Paris Love Match - By Nigel Blackwell Page 0,30
At last she flipped open the umbrella and he had to fight back the urge to run downstairs and hold it for her.
He dragged himself away from the window and into the kitchen. The drawers were full of pots and pans, all well-used. He rummaged through them and found nothing. An enormous collection of sharp knives lined the work surfaces and Piers felt a chill as April’s words trained killers pushed into his mind.
He used a spoon to stir the sugar, the coffee beans, and the flour, but there was nothing hidden in any of them. The breadbasket contained an old French loaf, which was hard enough to be classed as an offensive weapon. Outside the kitchen window was a rusty fire escape that looked like it hadn’t been used in years.

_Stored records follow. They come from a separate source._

//! Schedule Verification Module
//!
//! Audits every agency in a feed to determine whose published hours decode
//! cleanly, whose decode only partially, and whose are unusable. Run this
//! after a provider change to catch format drift before users see
//! "Horaire indisponible" everywhere.

use chrono::Utc;
use serde::{Deserialize, Serialize};

use crate::model::{Agency, ScheduleIssue, WeekdayCode};
use crate::schedule::{DaySchedule, WeeklySchedule};

// ============================================================================
// Verification Results
// ============================================================================

#[derive(Debug, Clone, Serialize, Deserialize)]
pub struct VerificationReport {
    pub timestamp: String,
    pub results: Vec<ScheduleVerification>,
    pub summary: VerificationSummary,
}

#[derive(Debug, Clone, Default, Serialize, Deserialize, PartialEq)]
pub struct VerificationSummary {
    pub total: usize,
    pub complete: usize,
    pub partial: usize,
    pub failed: usize,
}

#[derive(Debug, Clone, Serialize, Deserialize)]
pub struct ScheduleVerification {
    pub name: String,
    pub status: VerificationStatus,
    /// Weekdays with a line in the schedule text.
    pub lines_found: usize,
    pub open_days: Vec<String>,
    pub closed_days: Vec<String>,
    pub issues: Vec<String>,
}

#[derive(Debug, Clone, Serialize, Deserialize, PartialEq)]
pub enum VerificationStatus {
    /// All seven days present, no issues.
    Success,
    /// At least one day usable, but something is missing or unparsable.
    PartialSuccess,
    /// No day yields a usable range.
    Failed,
}

// ============================================================================
// Verification
// ============================================================================

pub fn verify_agency(agency: &Agency) -> ScheduleVerification {
    let schedule = WeeklySchedule::decode(&agency.schedule);

    let mut result = ScheduleVerification {
        name: agency.name.clone(),
        status: VerificationStatus::Failed,
        lines_found: 0,
        open_days: Vec::new(),
        closed_days: Vec::new(),
        issues: schedule.issues().iter().map(ScheduleIssue::to_string).collect(),
    };

    for day in WeekdayCode::MONDAY_FIRST {
        match schedule.day(day) {
            DaySchedule::Missing => {}
            DaySchedule::Closed => {
                result.lines_found += 1;
                result.closed_days.push(day.code().to_string());
            }
            DaySchedule::Open(_) => {
                result.lines_found += 1;
                result.open_days.push(day.code().to_string());
            }
        }
    }

    if !result.open_days.is_empty() {
        result.status = if result.issues.is_empty() {
            VerificationStatus::Success
        } else {
            VerificationStatus::PartialSuccess
        };
    }

    result
}

pub fn verify_agencies(agencies: &[Agency]) -> VerificationReport {
    let mut report = VerificationReport {
        timestamp: Utc::now().to_rfc3339(),
        results: Vec::with_capacity(agencies.len()),
        summary: VerificationSummary {
            total: agencies.len(),
            ..Default::default()
        },
    };

    for agency in agencies {
        let result = verify_agency(agency);
        match result.status {
            VerificationStatus::Success => report.summary.complete += 1,
            VerificationStatus::PartialSuccess => report.summary.partial += 1,
            VerificationStatus::Failed => report.summary.failed += 1,
        }
        report.results.push(result);
    }

    report
}

pub fn print_summary(report: &VerificationReport) {
    println!("\n═══════════════════════════════════════════════════════════");
    println!("📊 SCHEDULE VERIFICATION");
    println!("═══════════════════════════════════════════════════════════");

    for result in &report.results {
        let mark = match result.status {
            VerificationStatus::Success => "✓",
            VerificationStatus::PartialSuccess => "⚠",
            VerificationStatus::Failed => "✗",
        };
        println!(
            "  {} {} ({}/7 days, open: {})",
            mark,
            result.name,
            result.lines_found,
            if result.open_days.is_empty() { "-".to_string() } else { result.open_days.join(" ") }
        );
        for issue in &result.issues {
            println!("      {}", issue);
        }
    }

    let s = &report.summary;
    let success_rate = if s.total > 0 {
        (s.complete as f64 / s.total as f64) * 100.0
    } else {
        0.0
    };

    println!();
    println!("Complete: {}  Partial: {}  Failed: {}  (total {})", s.complete, s.partial, s.failed, s.total);
    println!("Clean decode rate: {:.1}%", success_rate);
    println!("═══════════════════════════════════════════════════════════");
}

The bedroom was different from the other rooms. He felt uncomfortable as he looked at an array of candles and a line of furry animals. Auguste wouldn’t have had them without April. Piers bit his lip as he remembered her walking off into the crowds. He should have treated her better. He hadn’t appreciated Auguste and April’s relationship, he’d only thought of him as the man that nearly got them killed and her as a woman keeping secrets.
The scent from the candles was feminine and a blessed relief from the stink from his clothes. He gave a short laugh as he remembered Sidney’s apartment. She dressed well, but her home had been a mess—not dirty, just well-used. He ran his finger over the candles and wondered if there was a softer side of Sidney.
The closet was divided down the middle, April’s clothes on the right, Auguste’s on the left. Each of them had three pairs of shoes. He had a black umbrella in his corner; she had a red one in hers’. Piers looked back around the room. They had been very exact about everything. This man didn’t improvise.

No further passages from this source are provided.